## PROBLEM STATEMENT
For the word "ModuleKind", search the records and show each line in which it occurs.

## DATA RECORDS
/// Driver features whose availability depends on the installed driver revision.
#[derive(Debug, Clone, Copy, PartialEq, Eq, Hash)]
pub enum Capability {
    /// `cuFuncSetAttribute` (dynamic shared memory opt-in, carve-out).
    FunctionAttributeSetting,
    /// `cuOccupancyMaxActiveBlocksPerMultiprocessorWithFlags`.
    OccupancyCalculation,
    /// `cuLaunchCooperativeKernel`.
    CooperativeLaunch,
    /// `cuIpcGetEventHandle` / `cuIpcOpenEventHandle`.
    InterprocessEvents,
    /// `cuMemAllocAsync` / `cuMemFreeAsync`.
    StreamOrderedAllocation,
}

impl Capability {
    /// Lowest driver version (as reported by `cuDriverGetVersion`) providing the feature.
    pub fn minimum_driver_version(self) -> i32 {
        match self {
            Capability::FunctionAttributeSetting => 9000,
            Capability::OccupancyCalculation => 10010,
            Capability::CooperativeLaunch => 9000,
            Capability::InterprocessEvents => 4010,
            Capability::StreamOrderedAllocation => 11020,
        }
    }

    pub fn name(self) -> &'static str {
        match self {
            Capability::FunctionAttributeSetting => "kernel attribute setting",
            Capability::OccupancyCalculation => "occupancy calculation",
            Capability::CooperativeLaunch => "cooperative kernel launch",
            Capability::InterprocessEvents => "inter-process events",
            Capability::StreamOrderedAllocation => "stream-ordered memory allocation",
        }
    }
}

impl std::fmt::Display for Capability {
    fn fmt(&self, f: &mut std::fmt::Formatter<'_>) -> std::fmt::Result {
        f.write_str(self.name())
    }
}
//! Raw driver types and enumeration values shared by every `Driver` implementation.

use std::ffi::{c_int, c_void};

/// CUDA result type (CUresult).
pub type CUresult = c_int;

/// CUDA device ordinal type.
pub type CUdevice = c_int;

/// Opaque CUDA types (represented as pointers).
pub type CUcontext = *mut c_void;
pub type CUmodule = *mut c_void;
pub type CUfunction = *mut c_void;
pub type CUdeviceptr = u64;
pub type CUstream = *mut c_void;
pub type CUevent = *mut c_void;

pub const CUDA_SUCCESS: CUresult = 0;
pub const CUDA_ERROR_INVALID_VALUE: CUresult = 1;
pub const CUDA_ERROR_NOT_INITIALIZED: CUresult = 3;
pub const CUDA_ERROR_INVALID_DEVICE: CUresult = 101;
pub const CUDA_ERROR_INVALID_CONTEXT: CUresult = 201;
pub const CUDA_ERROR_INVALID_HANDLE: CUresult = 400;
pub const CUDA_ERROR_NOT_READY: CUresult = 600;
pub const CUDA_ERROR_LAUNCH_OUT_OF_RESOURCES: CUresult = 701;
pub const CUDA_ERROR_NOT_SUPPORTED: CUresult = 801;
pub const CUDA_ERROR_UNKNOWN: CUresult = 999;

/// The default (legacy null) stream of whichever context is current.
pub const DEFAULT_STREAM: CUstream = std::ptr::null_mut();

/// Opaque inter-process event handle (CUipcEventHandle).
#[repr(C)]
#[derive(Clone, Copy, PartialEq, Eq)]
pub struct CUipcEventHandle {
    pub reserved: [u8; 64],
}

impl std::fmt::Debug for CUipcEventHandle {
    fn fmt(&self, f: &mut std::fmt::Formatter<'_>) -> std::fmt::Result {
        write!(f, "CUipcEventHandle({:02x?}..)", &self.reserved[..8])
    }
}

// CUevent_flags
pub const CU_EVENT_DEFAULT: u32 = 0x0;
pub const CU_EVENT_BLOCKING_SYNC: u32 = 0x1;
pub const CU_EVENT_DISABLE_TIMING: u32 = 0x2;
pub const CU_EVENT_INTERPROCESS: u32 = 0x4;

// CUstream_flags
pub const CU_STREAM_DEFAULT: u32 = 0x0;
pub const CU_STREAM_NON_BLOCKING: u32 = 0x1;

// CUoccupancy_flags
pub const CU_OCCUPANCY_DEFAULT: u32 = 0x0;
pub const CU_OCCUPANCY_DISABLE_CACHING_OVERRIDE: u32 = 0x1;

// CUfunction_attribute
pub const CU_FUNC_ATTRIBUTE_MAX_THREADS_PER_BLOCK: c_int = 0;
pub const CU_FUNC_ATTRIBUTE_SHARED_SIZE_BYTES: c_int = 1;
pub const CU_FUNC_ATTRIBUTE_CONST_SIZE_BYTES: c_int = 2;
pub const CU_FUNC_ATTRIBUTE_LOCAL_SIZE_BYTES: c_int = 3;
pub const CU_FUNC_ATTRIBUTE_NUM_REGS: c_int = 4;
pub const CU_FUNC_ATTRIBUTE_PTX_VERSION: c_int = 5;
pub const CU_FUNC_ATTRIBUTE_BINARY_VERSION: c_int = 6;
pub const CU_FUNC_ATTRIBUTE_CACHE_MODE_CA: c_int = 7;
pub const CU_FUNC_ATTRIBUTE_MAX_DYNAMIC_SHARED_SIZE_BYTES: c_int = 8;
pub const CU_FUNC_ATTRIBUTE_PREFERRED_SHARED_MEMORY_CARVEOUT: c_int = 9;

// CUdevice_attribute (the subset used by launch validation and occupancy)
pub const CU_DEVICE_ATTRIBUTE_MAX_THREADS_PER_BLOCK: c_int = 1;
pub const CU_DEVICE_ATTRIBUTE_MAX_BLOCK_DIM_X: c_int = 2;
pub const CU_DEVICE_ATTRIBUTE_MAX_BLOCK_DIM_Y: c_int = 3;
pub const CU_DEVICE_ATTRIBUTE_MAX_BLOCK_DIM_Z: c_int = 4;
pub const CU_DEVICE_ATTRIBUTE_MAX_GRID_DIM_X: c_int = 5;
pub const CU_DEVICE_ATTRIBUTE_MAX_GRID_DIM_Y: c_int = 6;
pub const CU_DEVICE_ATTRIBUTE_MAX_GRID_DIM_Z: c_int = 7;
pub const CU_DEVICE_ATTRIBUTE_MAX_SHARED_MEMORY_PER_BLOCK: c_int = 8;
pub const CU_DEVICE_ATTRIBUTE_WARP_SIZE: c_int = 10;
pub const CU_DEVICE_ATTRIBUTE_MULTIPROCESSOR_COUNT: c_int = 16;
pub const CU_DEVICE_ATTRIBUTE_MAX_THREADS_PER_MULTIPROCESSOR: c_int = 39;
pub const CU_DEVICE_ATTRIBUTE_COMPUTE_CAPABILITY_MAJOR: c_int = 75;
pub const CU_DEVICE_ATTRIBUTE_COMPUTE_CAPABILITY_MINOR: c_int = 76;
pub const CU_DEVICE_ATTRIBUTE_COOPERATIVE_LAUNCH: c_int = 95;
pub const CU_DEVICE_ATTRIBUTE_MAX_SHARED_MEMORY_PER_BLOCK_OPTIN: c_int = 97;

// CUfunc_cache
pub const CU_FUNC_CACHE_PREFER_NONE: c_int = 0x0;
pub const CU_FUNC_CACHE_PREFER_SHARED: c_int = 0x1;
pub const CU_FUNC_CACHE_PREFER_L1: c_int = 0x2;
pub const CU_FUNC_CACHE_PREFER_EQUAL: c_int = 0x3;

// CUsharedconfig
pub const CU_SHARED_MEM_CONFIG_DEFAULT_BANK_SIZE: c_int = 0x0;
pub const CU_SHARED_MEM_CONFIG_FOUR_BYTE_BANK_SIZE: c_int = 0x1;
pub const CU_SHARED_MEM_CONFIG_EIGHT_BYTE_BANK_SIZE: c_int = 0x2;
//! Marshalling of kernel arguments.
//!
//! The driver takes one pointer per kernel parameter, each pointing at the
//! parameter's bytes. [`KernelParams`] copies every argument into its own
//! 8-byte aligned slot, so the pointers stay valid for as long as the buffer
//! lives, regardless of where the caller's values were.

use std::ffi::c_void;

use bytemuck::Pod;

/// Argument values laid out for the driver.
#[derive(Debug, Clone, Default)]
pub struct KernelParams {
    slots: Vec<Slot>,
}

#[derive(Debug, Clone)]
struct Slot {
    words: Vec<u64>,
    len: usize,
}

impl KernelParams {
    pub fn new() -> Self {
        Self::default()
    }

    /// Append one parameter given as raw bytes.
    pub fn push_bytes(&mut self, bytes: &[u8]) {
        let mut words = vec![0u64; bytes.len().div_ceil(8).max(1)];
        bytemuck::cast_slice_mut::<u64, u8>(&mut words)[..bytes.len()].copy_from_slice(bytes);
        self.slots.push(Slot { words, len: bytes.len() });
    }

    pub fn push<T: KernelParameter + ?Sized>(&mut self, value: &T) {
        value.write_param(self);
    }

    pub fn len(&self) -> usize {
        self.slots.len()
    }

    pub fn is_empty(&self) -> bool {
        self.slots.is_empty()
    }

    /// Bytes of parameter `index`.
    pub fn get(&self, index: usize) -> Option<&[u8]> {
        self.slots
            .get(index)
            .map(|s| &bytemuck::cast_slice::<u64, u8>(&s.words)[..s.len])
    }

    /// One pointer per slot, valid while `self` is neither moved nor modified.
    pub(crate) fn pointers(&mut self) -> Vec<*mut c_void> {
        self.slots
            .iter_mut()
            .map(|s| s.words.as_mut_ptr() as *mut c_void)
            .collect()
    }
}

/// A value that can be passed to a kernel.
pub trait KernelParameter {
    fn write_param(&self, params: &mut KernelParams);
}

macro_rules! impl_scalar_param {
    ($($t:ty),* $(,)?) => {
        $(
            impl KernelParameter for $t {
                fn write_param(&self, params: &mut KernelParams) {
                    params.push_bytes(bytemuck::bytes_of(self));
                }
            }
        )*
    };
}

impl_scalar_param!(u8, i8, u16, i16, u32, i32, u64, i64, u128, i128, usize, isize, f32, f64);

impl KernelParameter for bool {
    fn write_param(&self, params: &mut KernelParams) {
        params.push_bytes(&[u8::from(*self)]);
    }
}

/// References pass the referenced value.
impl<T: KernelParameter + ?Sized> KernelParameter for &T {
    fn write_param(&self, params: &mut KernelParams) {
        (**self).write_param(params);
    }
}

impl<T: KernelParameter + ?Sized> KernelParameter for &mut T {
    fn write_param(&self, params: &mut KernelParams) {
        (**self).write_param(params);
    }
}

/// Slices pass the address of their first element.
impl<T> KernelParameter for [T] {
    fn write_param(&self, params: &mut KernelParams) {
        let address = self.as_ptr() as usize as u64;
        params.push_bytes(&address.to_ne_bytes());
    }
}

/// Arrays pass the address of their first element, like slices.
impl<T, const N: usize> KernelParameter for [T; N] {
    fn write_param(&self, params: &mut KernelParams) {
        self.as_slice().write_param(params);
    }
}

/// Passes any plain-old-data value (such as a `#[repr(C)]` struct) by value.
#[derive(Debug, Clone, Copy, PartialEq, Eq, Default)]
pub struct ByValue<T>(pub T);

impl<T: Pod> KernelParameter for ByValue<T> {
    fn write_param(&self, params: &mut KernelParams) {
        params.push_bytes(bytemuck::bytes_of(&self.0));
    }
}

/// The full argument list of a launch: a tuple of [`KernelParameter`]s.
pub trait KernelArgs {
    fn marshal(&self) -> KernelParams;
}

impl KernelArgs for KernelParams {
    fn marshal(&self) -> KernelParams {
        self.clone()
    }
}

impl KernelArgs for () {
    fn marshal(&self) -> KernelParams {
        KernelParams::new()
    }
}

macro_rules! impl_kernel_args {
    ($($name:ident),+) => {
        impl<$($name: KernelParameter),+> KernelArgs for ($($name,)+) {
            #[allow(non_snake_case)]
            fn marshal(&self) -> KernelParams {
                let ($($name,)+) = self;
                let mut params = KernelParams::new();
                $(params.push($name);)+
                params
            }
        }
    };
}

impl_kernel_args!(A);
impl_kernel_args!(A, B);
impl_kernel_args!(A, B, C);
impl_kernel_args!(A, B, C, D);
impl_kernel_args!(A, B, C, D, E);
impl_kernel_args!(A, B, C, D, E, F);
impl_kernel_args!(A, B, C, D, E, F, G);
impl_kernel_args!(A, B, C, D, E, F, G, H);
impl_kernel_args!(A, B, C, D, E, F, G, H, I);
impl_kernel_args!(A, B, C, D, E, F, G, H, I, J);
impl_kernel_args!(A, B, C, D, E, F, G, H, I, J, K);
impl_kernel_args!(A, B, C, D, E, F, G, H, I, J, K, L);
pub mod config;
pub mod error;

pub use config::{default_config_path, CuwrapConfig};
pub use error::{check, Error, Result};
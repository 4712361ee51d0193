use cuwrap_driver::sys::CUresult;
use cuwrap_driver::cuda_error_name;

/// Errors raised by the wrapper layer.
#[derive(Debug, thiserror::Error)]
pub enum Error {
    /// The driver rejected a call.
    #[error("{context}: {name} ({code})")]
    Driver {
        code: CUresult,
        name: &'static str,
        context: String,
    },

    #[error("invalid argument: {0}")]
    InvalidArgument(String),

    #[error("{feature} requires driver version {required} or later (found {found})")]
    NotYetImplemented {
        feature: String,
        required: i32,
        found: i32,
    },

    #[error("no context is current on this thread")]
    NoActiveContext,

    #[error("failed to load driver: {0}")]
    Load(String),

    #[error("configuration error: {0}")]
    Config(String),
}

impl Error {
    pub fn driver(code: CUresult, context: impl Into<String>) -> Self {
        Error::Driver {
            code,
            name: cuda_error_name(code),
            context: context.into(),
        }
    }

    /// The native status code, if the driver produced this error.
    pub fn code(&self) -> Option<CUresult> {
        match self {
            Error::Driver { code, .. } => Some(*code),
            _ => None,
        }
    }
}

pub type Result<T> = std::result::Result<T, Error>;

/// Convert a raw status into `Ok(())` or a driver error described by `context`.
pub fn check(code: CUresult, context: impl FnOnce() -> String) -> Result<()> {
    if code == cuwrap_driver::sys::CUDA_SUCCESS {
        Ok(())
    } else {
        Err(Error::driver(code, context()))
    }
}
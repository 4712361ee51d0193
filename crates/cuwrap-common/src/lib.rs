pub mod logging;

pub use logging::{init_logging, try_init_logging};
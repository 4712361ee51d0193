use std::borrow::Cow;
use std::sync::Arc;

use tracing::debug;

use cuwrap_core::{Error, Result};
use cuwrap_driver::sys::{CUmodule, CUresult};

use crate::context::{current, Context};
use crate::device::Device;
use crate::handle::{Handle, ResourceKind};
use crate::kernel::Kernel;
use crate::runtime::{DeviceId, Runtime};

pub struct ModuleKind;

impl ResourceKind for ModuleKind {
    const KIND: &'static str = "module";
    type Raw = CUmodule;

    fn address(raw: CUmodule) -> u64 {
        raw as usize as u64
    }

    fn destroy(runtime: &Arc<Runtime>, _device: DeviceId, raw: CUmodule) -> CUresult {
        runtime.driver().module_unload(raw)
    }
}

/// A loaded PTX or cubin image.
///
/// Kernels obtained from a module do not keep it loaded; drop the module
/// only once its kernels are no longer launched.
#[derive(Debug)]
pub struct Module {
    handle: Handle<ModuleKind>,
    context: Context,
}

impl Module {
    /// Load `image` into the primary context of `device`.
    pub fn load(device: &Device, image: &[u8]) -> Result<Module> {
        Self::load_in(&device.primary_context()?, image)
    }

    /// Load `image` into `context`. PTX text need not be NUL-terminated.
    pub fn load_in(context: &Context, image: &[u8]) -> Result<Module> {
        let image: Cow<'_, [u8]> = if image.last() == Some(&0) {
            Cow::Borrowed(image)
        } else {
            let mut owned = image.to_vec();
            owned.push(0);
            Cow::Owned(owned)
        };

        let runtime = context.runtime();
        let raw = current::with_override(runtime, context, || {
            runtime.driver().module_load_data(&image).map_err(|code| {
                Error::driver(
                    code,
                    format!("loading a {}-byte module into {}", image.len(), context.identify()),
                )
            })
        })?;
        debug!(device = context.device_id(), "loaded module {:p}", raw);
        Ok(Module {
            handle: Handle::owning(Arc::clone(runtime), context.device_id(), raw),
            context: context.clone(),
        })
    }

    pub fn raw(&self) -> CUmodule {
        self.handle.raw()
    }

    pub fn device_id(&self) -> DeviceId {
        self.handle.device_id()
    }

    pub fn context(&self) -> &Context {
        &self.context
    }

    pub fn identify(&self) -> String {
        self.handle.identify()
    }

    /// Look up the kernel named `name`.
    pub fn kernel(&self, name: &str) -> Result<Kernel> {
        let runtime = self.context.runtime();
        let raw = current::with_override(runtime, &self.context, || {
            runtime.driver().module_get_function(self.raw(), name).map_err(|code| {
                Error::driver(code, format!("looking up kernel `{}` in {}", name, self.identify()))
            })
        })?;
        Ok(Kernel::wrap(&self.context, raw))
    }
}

## RESULT
pub struct ModuleKind;
impl ResourceKind for ModuleKind {
    handle: Handle<ModuleKind>,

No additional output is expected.